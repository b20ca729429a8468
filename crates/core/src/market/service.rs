use crate::domain::market::StockData;
use crate::market::provider::{MarketDataProvider, OutputSize};

/// Quote, daily history of the requested size and company overview for one
/// symbol.
///
/// The three calls are issued together; the provider's throttle still spaces
/// them. Without a quote there is nothing to show, so a missing or failed
/// quote yields `Ok(None)`. History and overview failures degrade to empty
/// and absent.
pub async fn fetch_stock_data(
    provider: &dyn MarketDataProvider,
    symbol: &str,
    size: OutputSize,
) -> anyhow::Result<Option<StockData>> {
    let symbol = symbol.trim().to_uppercase();
    anyhow::ensure!(!symbol.is_empty(), "symbol must be non-empty");

    let (quote, history, overview) = tokio::join!(
        provider.quote(&symbol),
        provider.daily_history(&symbol, size),
        provider.company_overview(&symbol),
    );

    let quote = match quote {
        Ok(Some(q)) => q,
        Ok(None) => {
            tracing::info!(%symbol, provider = provider.provider_name(), "no quote for symbol");
            return Ok(None);
        }
        Err(err) => {
            tracing::warn!(%symbol, provider = provider.provider_name(), error = %err, "quote fetch failed");
            return Ok(None);
        }
    };

    let historical_data = history.unwrap_or_else(|err| {
        tracing::warn!(%symbol, error = %err, "history fetch failed; continuing without it");
        Vec::new()
    });

    let company = overview.unwrap_or_else(|err| {
        tracing::warn!(%symbol, error = %err, "company overview fetch failed; continuing without it");
        None
    });

    Ok(Some(StockData {
        quote,
        historical_data,
        company,
    }))
}
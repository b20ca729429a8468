use crate::llm::Provider;
use serde_json::Value;
use std::fmt;
use std::time::Duration;

/// Failure from a model provider, tagged with the stage that produced it.
///
/// The raw body is kept so a warning log can show what the provider sent back.
#[derive(Debug, Clone)]
pub struct LlmDiagnosticsError {
    pub provider: Provider,
    pub stage: &'static str,
    pub detail: String,
    pub raw_output: Option<String>,
    pub raw_response_json: Option<Value>,
}

impl LlmDiagnosticsError {
    pub fn new(provider: Provider, stage: &'static str, detail: impl Into<String>) -> Self {
        Self {
            provider,
            stage,
            detail: detail.into(),
            raw_output: None,
            raw_response_json: None,
        }
    }

    pub fn timeout(provider: Provider, after: Duration) -> Self {
        Self::new(provider, "timeout", format!("no response within {after:?}"))
    }

    pub fn with_raw_output(mut self, raw: String) -> Self {
        self.raw_output = Some(raw);
        self
    }

    pub fn with_raw_json(mut self, raw: Option<Value>) -> Self {
        self.raw_response_json = raw;
        self
    }
}

impl fmt::Display for LlmDiagnosticsError {
    fn fmt(&self, f: &mut fmt::Formatter<'_>) -> fmt::Result {
        write!(
            f,
            "{} {} failed: {}",
            self.provider.as_str(),
            self.stage,
            self.detail
        )
    }
}

impl std::error::Error for LlmDiagnosticsError {}
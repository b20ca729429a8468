use stocklens_core::domain::analysis::Analysis;
use stocklens_core::domain::market::SearchMatch;

pub fn render_matches(matches: &[SearchMatch]) -> String {
    if matches.is_empty() {
        return "no matches\n".to_string();
    }
    let width = matches.iter().map(|m| m.symbol.len()).max().unwrap_or(0);
    matches
        .iter()
        .map(|m| {
            format!(
                "{:<width$}  {} ({}, {})\n",
                m.symbol, m.name, m.kind, m.region
            )
        })
        .collect()
}

pub fn render_analysis(symbol: &str, analysis: &Analysis) -> String {
    let r = &analysis.result;
    let mut out = format!(
        "{symbol}: {} (confidence {}%, {} risk) [{:?}]\n",
        r.recommendation, r.confidence, r.risk_level, analysis.tier
    );
    for point in &r.key_points {
        out.push_str(&format!("  - {point}\n"));
    }
    out.push('\n');
    out.push_str(r.analysis.trim_end());
    out.push('\n');
    out
}

#[cfg(test)]
mod tests {
    use super::*;
    use stocklens_core::domain::analysis::{
        AnalysisResult, AnalysisTier, Confidence, Recommendation, RiskLevel,
    };

    #[test]
    fn renders_header_and_points() {
        let analysis = Analysis {
            tier: AnalysisTier::Heuristic,
            result: AnalysisResult {
                analysis: "Looks fine.\n".to_string(),
                recommendation: Recommendation::Hold,
                confidence: Confidence::new(55),
                risk_level: RiskLevel::Medium,
                key_points: vec!["steady margins".to_string()],
            },
        };
        assert_eq!(
            render_analysis("IBM", &analysis),
            "IBM: HOLD (confidence 55%, MEDIUM risk) [Heuristic]\n  - steady margins\n\nLooks fine.\n"
        );
    }

    #[test]
    fn aligns_symbols() {
        let matches = vec![
            SearchMatch {
                symbol: "IBM".to_string(),
                name: "International Business Machines".to_string(),
                kind: "Equity".to_string(),
                region: "United States".to_string(),
            },
            SearchMatch {
                symbol: "IBM.DEX".to_string(),
                name: "IBM".to_string(),
                kind: "Equity".to_string(),
                region: "XETRA".to_string(),
            },
        ];
        assert_eq!(
            render_matches(&matches),
            "IBM      International Business Machines (Equity, United States)\n\
IBM.DEX  IBM (Equity, XETRA)\n"
        );
        assert_eq!(render_matches(&[]), "no matches\n");
    }
}
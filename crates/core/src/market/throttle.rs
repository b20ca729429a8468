use std::sync::{Arc, OnceLock};
use std::time::Duration;
use tokio::sync::Mutex;
use tokio::time::Instant;

pub const DEFAULT_MIN_INTERVAL: Duration = Duration::from_millis(1100);

/// Enforces a minimum spacing between outbound requests to the market-data
/// provider. Waiters queue on the lock, so requests start one at a time in
/// arrival order.
#[derive(Debug)]
pub struct RequestThrottle {
    min_interval: Duration,
    last_request: Mutex<Option<Instant>>,
}

/// Proof that a caller was given a slot.
#[derive(Debug, Clone, Copy)]
#[must_use]
pub struct ThrottlePermit {
    pub granted_at: Instant,
    pub waited: Duration,
}

impl RequestThrottle {
    pub fn new(min_interval: Duration) -> Self {
        Self {
            min_interval,
            last_request: Mutex::new(None),
        }
    }

    /// The process-wide throttle. Created on first use with the interval from
    /// `ALPHA_VANTAGE_MIN_INTERVAL_MS`; never reset afterwards.
    pub fn shared() -> Arc<Self> {
        static SHARED: OnceLock<Arc<RequestThrottle>> = OnceLock::new();
        SHARED
            .get_or_init(|| {
                let min_interval = std::env::var("ALPHA_VANTAGE_MIN_INTERVAL_MS")
                    .ok()
                    .and_then(|s| s.parse::<u64>().ok())
                    .map(Duration::from_millis)
                    .unwrap_or(DEFAULT_MIN_INTERVAL);
                Arc::new(Self::new(min_interval))
            })
            .clone()
    }

    /// Waits until `min_interval` has passed since the previous grant. The
    /// lock is held across the sleep.
    pub async fn acquire(&self) -> ThrottlePermit {
        let mut last = self.last_request.lock().await;
        let mut waited = Duration::ZERO;
        if let Some(prev) = *last {
            let elapsed = prev.elapsed();
            if elapsed < self.min_interval {
                waited = self.min_interval - elapsed;
                tokio::time::sleep(waited).await;
            }
        }
        let granted_at = Instant::now();
        *last = Some(granted_at);
        ThrottlePermit { granted_at, waited }
    }
}
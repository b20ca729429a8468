use serde::{Deserialize, Serialize};
use std::fmt;

pub const MAX_KEY_POINTS: usize = 5;

#[derive(Debug, Clone, Copy, PartialEq, Eq, Default, Serialize, Deserialize)]
#[serde(rename_all = "UPPERCASE")]
pub enum Recommendation {
    Buy,
    #[default]
    Hold,
    Sell,
}

impl Recommendation {
    pub fn as_str(self) -> &'static str {
        match self {
            Recommendation::Buy => "BUY",
            Recommendation::Hold => "HOLD",
            Recommendation::Sell => "SELL",
        }
    }

    /// Case-insensitive match on the bare token. Anything else is `None`.
    pub fn parse(s: &str) -> Option<Self> {
        match s.trim().to_ascii_uppercase().as_str() {
            "BUY" => Some(Recommendation::Buy),
            "HOLD" => Some(Recommendation::Hold),
            "SELL" => Some(Recommendation::Sell),
            _ => None,
        }
    }
}

impl fmt::Display for Recommendation {
    fn fmt(&self, f: &mut fmt::Formatter<'_>) -> fmt::Result {
        f.write_str(self.as_str())
    }
}

#[derive(Debug, Clone, Copy, PartialEq, Eq, Default, Serialize, Deserialize)]
#[serde(rename_all = "UPPERCASE")]
pub enum RiskLevel {
    Low,
    #[default]
    Medium,
    High,
}

impl RiskLevel {
    const HIGH_ABOVE: f64 = 5.0;
    const LOW_BELOW: f64 = 2.0;

    /// Risk bucket for a volatility expressed in percent.
    pub fn from_volatility(volatility: f64) -> Self {
        if volatility > Self::HIGH_ABOVE {
            RiskLevel::High
        } else if volatility < Self::LOW_BELOW {
            RiskLevel::Low
        } else {
            RiskLevel::Medium
        }
    }

    pub fn as_str(self) -> &'static str {
        match self {
            RiskLevel::Low => "LOW",
            RiskLevel::Medium => "MEDIUM",
            RiskLevel::High => "HIGH",
        }
    }

    pub fn parse(s: &str) -> Option<Self> {
        match s.trim().to_ascii_uppercase().as_str() {
            "LOW" => Some(RiskLevel::Low),
            "MEDIUM" => Some(RiskLevel::Medium),
            "HIGH" => Some(RiskLevel::High),
            _ => None,
        }
    }
}

impl fmt::Display for RiskLevel {
    fn fmt(&self, f: &mut fmt::Formatter<'_>) -> fmt::Result {
        f.write_str(self.as_str())
    }
}

/// Confidence percentage, always within 0..=100.
#[derive(Debug, Clone, Copy, PartialEq, Eq, PartialOrd, Ord, Serialize, Deserialize)]
#[serde(transparent)]
pub struct Confidence(u8);

impl Confidence {
    pub const DEFAULT: Confidence = Confidence(50);

    pub fn new(value: u8) -> Self {
        Self(value.min(100))
    }

    pub fn from_f64(value: f64) -> Self {
        if !value.is_finite() {
            return Self::DEFAULT;
        }
        Self(value.round().clamp(0.0, 100.0) as u8)
    }

    pub fn from_u64(value: u64) -> Self {
        Self(value.min(100) as u8)
    }

    pub fn get(self) -> u8 {
        self.0
    }
}

impl Default for Confidence {
    fn default() -> Self {
        Self::DEFAULT
    }
}

impl fmt::Display for Confidence {
    fn fmt(&self, f: &mut fmt::Formatter<'_>) -> fmt::Result {
        write!(f, "{}", self.0)
    }
}

#[derive(Debug, Clone, PartialEq, Serialize, Deserialize)]
#[serde(rename_all = "camelCase")]
pub struct AnalysisResult {
    pub analysis: String,
    pub recommendation: Recommendation,
    pub confidence: Confidence,
    pub risk_level: RiskLevel,
    pub key_points: Vec<String>,
}

/// Which stage of the degrade chain produced a result.
#[derive(Debug, Clone, Copy, PartialEq, Eq, Serialize, Deserialize)]
#[serde(rename_all = "snake_case")]
pub enum AnalysisTier {
    Structured,
    Heuristic,
    Deterministic,
}

#[derive(Debug, Clone, PartialEq, Serialize)]
pub struct Analysis {
    pub tier: AnalysisTier,
    #[serde(flatten)]
    pub result: AnalysisResult,
}

#[cfg(test)]
mod tests {
    use super::*;

    #[test]
    fn risk_thresholds_are_exclusive() {
        assert_eq!(RiskLevel::from_volatility(5.0), RiskLevel::Medium);
        assert_eq!(RiskLevel::from_volatility(5.01), RiskLevel::High);
        assert_eq!(RiskLevel::from_volatility(2.0), RiskLevel::Medium);
        assert_eq!(RiskLevel::from_volatility(1.99), RiskLevel::Low);
        assert_eq!(RiskLevel::from_volatility(0.0), RiskLevel::Low);
    }

    #[test]
    fn confidence_is_clamped() {
        assert_eq!(Confidence::from_f64(140.0).get(), 100);
        assert_eq!(Confidence::from_f64(-3.0).get(), 0);
        assert_eq!(Confidence::from_f64(f64::NAN), Confidence::DEFAULT);
        assert_eq!(Confidence::from_u64(u64::MAX).get(), 100);
        assert_eq!(Confidence::new(255).get(), 100);
    }

    #[test]
    fn serializes_with_uppercase_enums_and_camel_case_keys() {
        let result = AnalysisResult {
            analysis: "y".to_string(),
            recommendation: Recommendation::Buy,
            confidence: Confidence::new(80),
            risk_level: RiskLevel::Low,
            key_points: vec!["x".to_string()],
        };
        let v = serde_json::to_value(Analysis {
            tier: AnalysisTier::Structured,
            result,
        })
        .unwrap();
        assert_eq!(
            v,
            serde_json::json!({
                "tier": "structured",
                "analysis": "y",
                "recommendation": "BUY",
                "confidence": 80,
                "riskLevel": "LOW",
                "keyPoints": ["x"],
            })
        );
    }

    #[test]
    fn parses_tokens_case_insensitively() {
        assert_eq!(Recommendation::parse(" sell "), Some(Recommendation::Sell));
        assert_eq!(Recommendation::parse("STRONG BUY"), None);
        assert_eq!(RiskLevel::parse("high"), Some(RiskLevel::High));
        assert_eq!(RiskLevel::parse("extreme"), None);
    }
}
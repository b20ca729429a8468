use crate::domain::market::{CompanyInfo, PricePoint};
use serde::Deserialize;
use std::fmt;

pub const MIN_HISTORY_POINTS: usize = 2;

/// Analysis input as it arrives from a caller. Required fields are optional
/// here so that absence can be reported as a validation failure instead of a
/// decode error.
#[derive(Debug, Clone, Default, Deserialize)]
#[serde(rename_all = "camelCase")]
pub struct AnalysisRequest {
    #[serde(default)]
    pub symbol: Option<String>,
    #[serde(default)]
    pub current_price: Option<f64>,
    #[serde(default)]
    pub historical_data: Option<Vec<PricePoint>>,
    #[serde(default)]
    pub company_info: Option<CompanyInfo>,
}

#[derive(Debug, Clone, PartialEq)]
pub struct ValidatedRequest {
    pub symbol: String,
    pub current_price: f64,
    pub historical_data: Vec<PricePoint>,
    pub company_info: Option<CompanyInfo>,
}

#[derive(Debug, Clone, PartialEq)]
pub enum ValidationError {
    MissingFields(Vec<&'static str>),
    InvalidCurrentPrice(f64),
    InsufficientHistory { got: usize },
    InvalidClose { date: chrono::NaiveDate, close: f64 },
    DuplicateDate(chrono::NaiveDate),
}

impl fmt::Display for ValidationError {
    fn fmt(&self, f: &mut fmt::Formatter<'_>) -> fmt::Result {
        match self {
            ValidationError::MissingFields(fields) => {
                write!(f, "Missing required fields: {}", fields.join(", "))
            }
            ValidationError::InvalidCurrentPrice(p) => {
                write!(f, "currentPrice must be a positive number (got {p})")
            }
            ValidationError::InsufficientHistory { got } => write!(
                f,
                "historicalData must contain at least {MIN_HISTORY_POINTS} points (got {got})"
            ),
            ValidationError::InvalidClose { date, close } => {
                write!(f, "close on {date} must be a positive number (got {close})")
            }
            ValidationError::DuplicateDate(date) => {
                write!(f, "historicalData has more than one point for {date}")
            }
        }
    }
}

impl std::error::Error for ValidationError {}

impl AnalysisRequest {
    /// Checks required fields and normalizes the series to ascending date
    /// order. Repeated dates are rejected since either close could be meant.
    pub fn validate(self) -> Result<ValidatedRequest, ValidationError> {
        let symbol = self
            .symbol
            .map(|s| s.trim().to_uppercase())
            .filter(|s| !s.is_empty());

        let mut missing = Vec::new();
        if symbol.is_none() {
            missing.push("symbol");
        }
        if self.current_price.is_none() {
            missing.push("currentPrice");
        }
        if self.historical_data.is_none() {
            missing.push("historicalData");
        }
        let (Some(symbol), Some(current_price), Some(mut historical_data)) =
            (symbol, self.current_price, self.historical_data)
        else {
            return Err(ValidationError::MissingFields(missing));
        };

        if !current_price.is_finite() || current_price <= 0.0 {
            return Err(ValidationError::InvalidCurrentPrice(current_price));
        }

        if historical_data.len() < MIN_HISTORY_POINTS {
            return Err(ValidationError::InsufficientHistory {
                got: historical_data.len(),
            });
        }

        if let Some(bad) = historical_data
            .iter()
            .find(|p| !p.close.is_finite() || p.close <= 0.0)
        {
            return Err(ValidationError::InvalidClose {
                date: bad.date,
                close: bad.close,
            });
        }

        historical_data.sort_by_key(|p| p.date);
        if let Some(pair) = historical_data.windows(2).find(|w| w[0].date == w[1].date) {
            return Err(ValidationError::DuplicateDate(pair[0].date));
        }

        Ok(ValidatedRequest {
            symbol,
            current_price,
            historical_data,
            company_info: self.company_info,
        })
    }
}

#[cfg(test)]
mod tests {
    use super::*;
    use chrono::NaiveDate;
    use serde_json::json;

    fn point(day: u32, close: f64) -> PricePoint {
        PricePoint {
            date: NaiveDate::from_ymd_opt(2026, 1, day).unwrap(),
            open: close,
            high: close,
            low: close,
            close,
            volume: 1_000,
        }
    }

    fn request(history: Vec<PricePoint>) -> AnalysisRequest {
        AnalysisRequest {
            symbol: Some(" ibm ".to_string()),
            current_price: Some(101.0),
            historical_data: Some(history),
            company_info: None,
        }
    }

    #[test]
    fn reports_every_missing_field() {
        let req: AnalysisRequest = serde_json::from_value(json!({"currentPrice": 10.0})).unwrap();
        assert_eq!(
            req.validate().unwrap_err(),
            ValidationError::MissingFields(vec!["symbol", "historicalData"])
        );
    }

    #[test]
    fn blank_symbol_counts_as_missing() {
        let mut req = request(vec![point(1, 1.0), point(2, 2.0)]);
        req.symbol = Some("   ".to_string());
        assert!(matches!(
            req.validate(),
            Err(ValidationError::MissingFields(f)) if f == vec!["symbol"]
        ));
    }

    #[test]
    fn rejects_single_point_history() {
        let err = request(vec![point(1, 100.0)]).validate().unwrap_err();
        assert_eq!(err, ValidationError::InsufficientHistory { got: 1 });
    }

    #[test]
    fn rejects_zero_close() {
        let err = request(vec![point(1, 0.0), point(2, 100.0)])
            .validate()
            .unwrap_err();
        assert!(matches!(err, ValidationError::InvalidClose { close, .. } if close == 0.0));
    }

    #[test]
    fn rejects_non_positive_current_price() {
        let mut req = request(vec![point(1, 1.0), point(2, 2.0)]);
        req.current_price = Some(0.0);
        assert_eq!(
            req.validate().unwrap_err(),
            ValidationError::InvalidCurrentPrice(0.0)
        );
    }

    #[test]
    fn sorts_newest_first_history() {
        let ok = request(vec![point(3, 3.0), point(1, 1.0), point(2, 2.0)])
            .validate()
            .unwrap();
        let closes: Vec<f64> = ok.historical_data.iter().map(|p| p.close).collect();
        assert_eq!(closes, vec![1.0, 2.0, 3.0]);
    }

    #[test]
    fn rejects_repeated_dates() {
        let err = request(vec![point(1, 1.0), point(2, 2.0), point(2, 2.5)])
            .validate()
            .unwrap_err();
        assert_eq!(
            err,
            ValidationError::DuplicateDate(NaiveDate::from_ymd_opt(2026, 1, 2).unwrap())
        );
        assert_eq!(
            err.to_string(),
            "historicalData has more than one point for 2026-01-02"
        );
    }

    #[test]
    fn normalizes_symbol() {
        let ok = request(vec![point(1, 1.0), point(2, 2.0)]).validate().unwrap();
        assert_eq!(ok.symbol, "IBM");
        assert_eq!(ok.historical_data.len(), 2);
    }
}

About this task: Take every line above where "continuing" appears and copy it.

Response area:
        tracing::warn!(%symbol, error = %err, "history fetch failed; continuing without it");
        tracing::warn!(%symbol, error = %err, "company overview fetch failed; continuing without it");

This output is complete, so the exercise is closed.